10x faster query performance with Jaeger, Prometheus and Correlation!
We hack on cortex, a Open-Source CNCF project for distributed Prometheus, and run it in production. But as we started adding scale, we noticed poor query performance. We found ourselves adding new metrics on each rollout to test our theories, many a time shooting in the dark, only to have our assumptions invalidated after a lot of experimentation. We then decided to turn to Jaeger and things instantly improved.
In this talk, we will introduce you to distributed-tracing, show you how we implemented tracing with Jaeger, correlated the data with Prometheus metrics and logs to understand which subsystems/services/function-calls were slow, and optimised those to achieve 10x latency improvements. We will also talk about the issues we faced scaling jaeger in a multi-cluster scenario, and how we used Envoy to solve the problem of dropped spans. We will share the jaeger-mixin we developed to monitor jaeger and also talk about how we are evangelising Jaeger internally to other teams and onboarding them.
This talk will take the audience through the entire journey of the value that Jaeger / distributed tracing can add, the scaling problems they could hit and also how to evangelise Jaeger internally in their company.
This talk expands on https://bit.ly/2YNMWRJ (official Jaeger blogpost about how Grafana Labs uses Jaeger). We will walk through the latency issues we were facing in Cortex and how we leveraged Jaeger to solve the issues. But while doing that, we will also show how it interplayed with our Prometheus and logging setups and how jaeger fits right into the workflow. With Prometheus, we have our RED dashboards that highlight which services are slow, and we then use jaeger to drill down and investigate which functions are taking how long, if we’re making too many calls, if we could batch calls together, etc. We then verify the impact of using Jaeger and Prometheus after rolling out the changes.

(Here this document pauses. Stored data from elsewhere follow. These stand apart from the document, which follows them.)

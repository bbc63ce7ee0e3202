//! Identity bound from operator configuration.

use super::traits::*;
use crate::model::Address;
use async_trait::async_trait;
use tokio::sync::watch;

/// Fixed identity read from config. There is nobody to prompt, so
/// `request_address` only succeeds when an address was configured.
pub struct ConfiguredIdentity {
    address: watch::Sender<Option<Address>>,
}

impl ConfiguredIdentity {
    pub fn new(address: Option<Address>) -> Self {
        let (sender, _) = watch::channel(address);
        Self { address: sender }
    }
}

#[async_trait]
impl IdentityProvider for ConfiguredIdentity {
    fn current_address(&self) -> Option<Address> {
        self.address.borrow().clone()
    }

    async fn request_address(&self) -> IdentityResult<Address> {
        self.current_address().ok_or(IdentityError::Unavailable)
    }

    fn subscribe(&self) -> watch::Receiver<Option<Address>> {
        self.address.subscribe()
    }
}

#[cfg(test)]
mod tests {
    use super::*;

    #[tokio::test]
    async fn test_unconfigured_identity_is_unavailable() {
        let identity = ConfiguredIdentity::new(None);
        assert_eq!(identity.current_address(), None);
        assert_eq!(
            identity.request_address().await,
            Err(IdentityError::Unavailable)
        );
    }

    #[tokio::test]
    async fn test_configured_identity() {
        let identity = ConfiguredIdentity::new(Some(Address::new("0xabc")));
        assert_eq!(
            identity.request_address().await,
            Ok(Address::new("0xabc"))
        );
        assert_eq!(*identity.subscribe().borrow(), Some(Address::new("0xabc")));
    }
}
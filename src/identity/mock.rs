//! Switchable identity provider for tests.

use super::traits::*;
use crate::model::Address;
use async_trait::async_trait;
use std::sync::{Arc, Mutex};
use tokio::sync::watch;

/// Mock identity provider whose address can be changed at runtime.
#[derive(Clone)]
pub struct MockIdentity {
    inner: Arc<MockInner>,
}

struct MockInner {
    address: watch::Sender<Option<Address>>,
    grant: Mutex<Option<Address>>,
}

impl MockIdentity {
    /// Provider with no bound address.
    pub fn disconnected() -> Self {
        let (address, _) = watch::channel(None);
        Self {
            inner: Arc::new(MockInner {
                address,
                grant: Mutex::new(None),
            }),
        }
    }

    /// Provider already bound to `address`.
    pub fn bound(address: &str) -> Self {
        let identity = Self::disconnected();
        identity.set_address(Some(Address::new(address)));
        identity
    }

    /// Change (or clear) the bound address, notifying subscribers.
    pub fn set_address(&self, address: Option<Address>) {
        self.inner.address.send_replace(address);
    }

    /// Address handed out by the next `request_address` when none is bound.
    pub fn grant_on_request(&self, address: &str) {
        *self.inner.grant.lock().unwrap() = Some(Address::new(address));
    }
}

#[async_trait]
impl IdentityProvider for MockIdentity {
    fn current_address(&self) -> Option<Address> {
        self.inner.address.borrow().clone()
    }

    async fn request_address(&self) -> IdentityResult<Address> {
        if let Some(address) = self.current_address() {
            return Ok(address);
        }
        let granted = self.inner.grant.lock().unwrap().take();
        match granted {
            Some(address) => {
                self.set_address(Some(address.clone()));
                Ok(address)
            }
            None => Err(IdentityError::Rejected("request declined".to_string())),
        }
    }

    fn subscribe(&self) -> watch::Receiver<Option<Address>> {
        self.inner.address.subscribe()
    }
}

#[cfg(test)]
mod tests {
    use super::*;
    use futures::StreamExt;

    #[tokio::test]
    async fn test_bound_identity() {
        let identity = MockIdentity::bound("0xabc");
        assert_eq!(identity.current_address(), Some(Address::new("0xabc")));
        assert_eq!(
            identity.request_address().await.unwrap(),
            Address::new("0xabc")
        );
    }

    #[tokio::test]
    async fn test_request_without_grant_is_rejected() {
        let identity = MockIdentity::disconnected();
        let result = identity.request_address().await;
        assert!(matches!(result, Err(IdentityError::Rejected(_))));
    }

    #[tokio::test]
    async fn test_request_with_grant_binds_address() {
        let identity = MockIdentity::disconnected();
        identity.grant_on_request("0xdef");
        let address = identity.request_address().await.unwrap();
        assert_eq!(address, Address::new("0xdef"));
        assert_eq!(identity.current_address(), Some(address));
    }

    #[tokio::test]
    async fn test_subscribers_see_changes() {
        let identity = MockIdentity::bound("0xabc");
        let mut changes = address_changes(&identity);

        assert_eq!(changes.next().await, Some(Some(Address::new("0xabc"))));

        identity.set_address(None);
        assert_eq!(changes.next().await, Some(None));
    }
}
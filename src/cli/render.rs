//! Terminal rendering of feed entries.

use ledgerfeed::model::{FeedEntry, Millis};

/// Summary block for feed listings; `full` also prints the body.
pub fn format_entry(entry: &FeedEntry, gateway: Option<&str>, full: bool) -> String {
    let mut out = format!(
        "#{} {}\n  by {} at {}\n",
        entry.sequence_index,
        entry.title,
        entry.author.truncated(),
        format_timestamp(entry.timestamp),
    );

    if entry.is_degraded() {
        out.push_str("  [content unavailable]\n");
    } else {
        out.push_str(&format!(
            "  credibility {} ({})\n",
            entry.credibility_score.percent(),
            entry.credibility_score.verdict()
        ));
    }

    match gateway {
        Some(gateway) => out.push_str(&format!("  {}\n", entry.content_ref.gateway_url(gateway))),
        None => out.push_str(&format!("  {}\n", entry.content_ref)),
    }

    if full && !entry.body.is_empty() {
        out.push('\n');
        for line in entry.body.lines() {
            out.push_str(&format!("  {}\n", line));
        }
    }

    out
}

/// Epoch milliseconds rendered as fractional seconds.
fn format_timestamp(timestamp: Millis) -> String {
    format!("{}.{:03}s", timestamp / 1000, timestamp % 1000)
}
//! Credibility scorer with neutral fallback.
//!
//! A scoring failure never blocks a submission: malformed replies, out-of-range
//! values, transport errors and timeouts all resolve to the neutral score.

use super::traits::*;
use crate::model::CredibilityScore;
use std::sync::Arc;
use std::time::Duration;
use tracing::{debug, warn};

/// Default scorer timeout.
pub const DEFAULT_SCORER_TIMEOUT: Duration = Duration::from_secs(20);

#[derive(Clone)]
pub struct CredibilityScorer {
    backend: Arc<dyn ScoringBackend>,
    timeout: Duration,
}

impl CredibilityScorer {
    pub fn new(backend: Arc<dyn ScoringBackend>, timeout: Duration) -> Self {
        Self { backend, timeout }
    }

    /// Score a title and body, degrading to neutral on any failure.
    pub async fn score(&self, title: &str, body: &str) -> CredibilityScore {
        match self.try_score(title, body).await {
            Ok(score) => {
                debug!(score = score.value(), "credibility scored");
                score
            }
            Err(e) => {
                warn!(error = %e, "scoring degraded to neutral");
                CredibilityScore::neutral()
            }
        }
    }

    /// Score without the fallback.
    pub async fn try_score(&self, title: &str, body: &str) -> Result<CredibilityScore, ScoringError> {
        let raw = tokio::time::timeout(self.timeout, self.backend.raw_score(title, body))
            .await
            .map_err(|_| ScoringError::Timeout(self.timeout.as_millis() as u64))??;
        parse_score(&raw)
    }
}

#[cfg(test)]
mod tests {
    use super::*;
    use crate::model::NEUTRAL_SCORE;
    use crate::scorer::mock::MockScoringBackend;

    fn scorer(backend: &MockScoringBackend) -> CredibilityScorer {
        CredibilityScorer::new(Arc::new(backend.clone()), Duration::from_millis(50))
    }

    #[tokio::test]
    async fn test_valid_reply() {
        let backend = MockScoringBackend::replying("0.9");
        assert_eq!(scorer(&backend).score("A", "B").await.value(), 0.9);
        assert_eq!(backend.calls(), vec![("A".to_string(), "B".to_string())]);
    }

    #[tokio::test]
    async fn test_out_of_range_is_neutral() {
        let backend = MockScoringBackend::replying("7");
        assert_eq!(scorer(&backend).score("A", "B").await.value(), NEUTRAL_SCORE);
    }

    #[tokio::test]
    async fn test_non_numeric_is_neutral() {
        let backend = MockScoringBackend::replying("I think 0.8");
        assert_eq!(scorer(&backend).score("A", "B").await.value(), NEUTRAL_SCORE);
    }

    #[tokio::test]
    async fn test_transport_failure_is_neutral() {
        let backend = MockScoringBackend::failing(ScoringError::Transport("refused".to_string()));
        assert_eq!(scorer(&backend).score("A", "B").await.value(), NEUTRAL_SCORE);
    }

    #[tokio::test]
    async fn test_timeout_is_neutral() {
        let backend = MockScoringBackend::replying("0.9");
        backend.set_delay(Duration::from_millis(500));
        let s = scorer(&backend);

        assert_eq!(s.try_score("A", "B").await, Err(ScoringError::Timeout(50)));
        assert_eq!(s.score("A", "B").await.value(), NEUTRAL_SCORE);
    }
}
//! The submission and verification pipeline.
//!
//! - `submission`: write path (score, store, commit)
//! - `feed`: read path (enumerate, resolve, sort, filter)

pub mod feed;
pub mod submission;

pub use feed::{
    EntryError, FeedAggregator, FeedError, FeedFilter, FeedSnapshot, VerificationFilter,
};
pub use submission::{
    Stage, StageError, Submission, SubmissionContent, SubmissionError, SubmissionOrchestrator,
    SubmissionReceipt,
};
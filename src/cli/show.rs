use super::render::format_entry;
use ledgerfeed::config::LedgerfeedConfig;
use ledgerfeed::model::ContentRef;
use ledgerfeed::Newsroom;

/// Show a single entry, body included
pub async fn execute(
    newsroom: &Newsroom,
    config: &LedgerfeedConfig,
    content_ref: String,
) -> Result<(), Box<dyn std::error::Error>> {
    let entry = newsroom.get_entry(&ContentRef::new(content_ref)).await?;
    print!("{}", format_entry(&entry, config.store.gateway.as_deref(), true));
    Ok(())
}
//! Spatial dimension variables and their coordinate scales.

use netcdf_tree::{path, AttributeStore, DataType, Tree};
use projection::{Geotransform, ProjectionError, SpatialAxis};

use crate::attributes::{lookup, lookup_str, ScratchAttributes};
use crate::config::temporary;
use crate::error::{AnnotatorError, Result};
use crate::references::{reference_tokens, resolve_reference};
use crate::subset::{subset_start_index, SubsetIndexMap};
use crate::synthesize::configured_dtype;

pub const STANDARD_NAME: &str = "standard_name";
pub const GRID_MAPPING: &str = "grid_mapping";
/// GDAL geotransform attribute: six whitespace-separated numbers.
pub const GDAL_GEOTRANSFORM: &str = "GeoTransform";

/// A 1-D variable named after its only dimension.
pub fn is_dimension_variable(tree: &Tree, variable_path: &str) -> bool {
    tree.variable(variable_path).is_some_and(|data| {
        data.rank() == 1 && data.dimensions[0] == path::basename(variable_path)
    })
}

/// Axis marked by a dimension variable's `standard_name`.
pub fn spatial_axis(tree: &Tree, variable_path: &str) -> Option<SpatialAxis> {
    let standard_name = tree
        .node(variable_path)?
        .attribute(STANDARD_NAME)?
        .as_str()?;

    match standard_name {
        "projection_x_coordinate" => Some(SpatialAxis::X),
        "projection_y_coordinate" => Some(SpatialAxis::Y),
        _ => None,
    }
}

/// Path of the grid mapping variable used by a dimension variable.
///
/// Reads `grid_mapping`, then `_*grid_mapping`.
pub fn grid_mapping_path(
    tree: &Tree,
    scratch: &ScratchAttributes,
    dimension_path: &str,
) -> Result<String> {
    let value = lookup_str(tree, scratch, dimension_path, GRID_MAPPING)
        .or_else(|| lookup_str(tree, scratch, dimension_path, temporary::GRID_MAPPING))
        .ok_or_else(|| AnnotatorError::MissingDimensionAttribute {
            path: dimension_path.to_string(),
            attribute: GRID_MAPPING.to_string(),
        })?;

    let reference = reference_tokens(value).into_iter().next().ok_or_else(|| {
        AnnotatorError::InvalidGridMappingReference {
            path: dimension_path.to_string(),
            reference: value.to_string(),
        }
    })?;

    let grid_mapping = resolve_reference(tree, dimension_path, reference);
    if !tree.is_variable(&grid_mapping) {
        return Err(AnnotatorError::InvalidGridMappingReference {
            path: dimension_path.to_string(),
            reference: grid_mapping,
        });
    }
    Ok(grid_mapping)
}

/// Geotransform configured on a grid mapping variable.
pub fn geotransform(
    tree: &Tree,
    scratch: &ScratchAttributes,
    grid_mapping: &str,
) -> Result<Geotransform> {
    if let Some(value) = lookup(tree, scratch, grid_mapping, temporary::GEOTRANSFORM) {
        let invalid = || AnnotatorError::InvalidDimensionAttribute {
            path: grid_mapping.to_string(),
            attribute: temporary::GEOTRANSFORM.to_string(),
            value: value.to_string(),
        };
        let coefficients = value.as_f64_list().ok_or_else(invalid)?;
        return Geotransform::from_config(&coefficients).map_err(|_| invalid());
    }

    if let Some(text) = lookup_str(tree, scratch, grid_mapping, GDAL_GEOTRANSFORM) {
        return Geotransform::from_gdal_string(text).map_err(|_| {
            AnnotatorError::InvalidDimensionAttribute {
                path: grid_mapping.to_string(),
                attribute: GDAL_GEOTRANSFORM.to_string(),
                value: text.to_string(),
            }
        });
    }

    Err(AnnotatorError::MissingDimensionAttribute {
        path: grid_mapping.to_string(),
        attribute: temporary::GEOTRANSFORM.to_string(),
    })
}

/// Numeric type for a dimension variable's computed values.
pub fn dimension_value_dtype(
    tree: &Tree,
    scratch: &ScratchAttributes,
    dimension_path: &str,
) -> Result<DataType> {
    if let Some(dtype) = configured_dtype(tree, scratch, dimension_path)? {
        return Ok(dtype);
    }
    Ok(tree
        .variable(dimension_path)
        .map(|data| data.dtype)
        .filter(DataType::is_numeric)
        .unwrap_or(DataType::Float64))
}

/// Compute and store the coordinate values of a spatial dimension variable.
///
/// Returns the start index used.
pub fn write_spatial_scale(
    tree: &mut Tree,
    scratch: &ScratchAttributes,
    dimension_path: &str,
    axis: SpatialAxis,
    index_map: &SubsetIndexMap,
) -> Result<usize> {
    let start = subset_start_index(tree, scratch, dimension_path, index_map)?;
    let size = tree
        .variable_shape(dimension_path)?
        .first()
        .copied()
        .ok_or_else(|| AnnotatorError::MissingDimensionVariable(dimension_path.to_string()))?;
    let dtype = dimension_value_dtype(tree, scratch, dimension_path)?;
    let grid_mapping = grid_mapping_path(tree, scratch, dimension_path)?;
    let geotransform = geotransform(tree, scratch, &grid_mapping)?;

    let values = geotransform
        .dimension_scale(axis, start, size, dtype)
        .map_err(|e| match e {
            ProjectionError::IndexOutOfRange { .. } => AnnotatorError::InvalidDimensionAttribute {
                path: dimension_path.to_string(),
                attribute: "subset start index".to_string(),
                value: start.to_string(),
            },
            other => other.into(),
        })?;
    tree.set_variable_values(dimension_path, dtype, values)?;
    Ok(start)
}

We were also seeing very slow queries once in a while, that weren’t very obvious when using dashboards. We then started logging the traceID in our request logs. We picked the requests that took too long, and used their traceIDs to probe for issues with that particular request. This required that we trace every single query fired, which lead to scaling issues with Jaeger. We were able to resolve these by using the new grpc changes in Jaeger coupled with envoy for load-balancing. After deriving all this value from Jaeger, we started on-boarding other teams in Grafana on to Jaeger and we will share the challenges we faced and how we fixed them.
Goutham is a developer from India who started his journey as an infra intern at a large company where he worked on deploying Prometheus. After that initial encounter, he started contributing to Prometheus and interned with CoreOS, working on Prometheus’ new storage engine. He is now a maintainer for TSDB, the engine behind Prometheus 2.0. He now works at Grafana Labs on open-source observability tools. When not hacking away, he is on his bike adding miles and hurting his bum.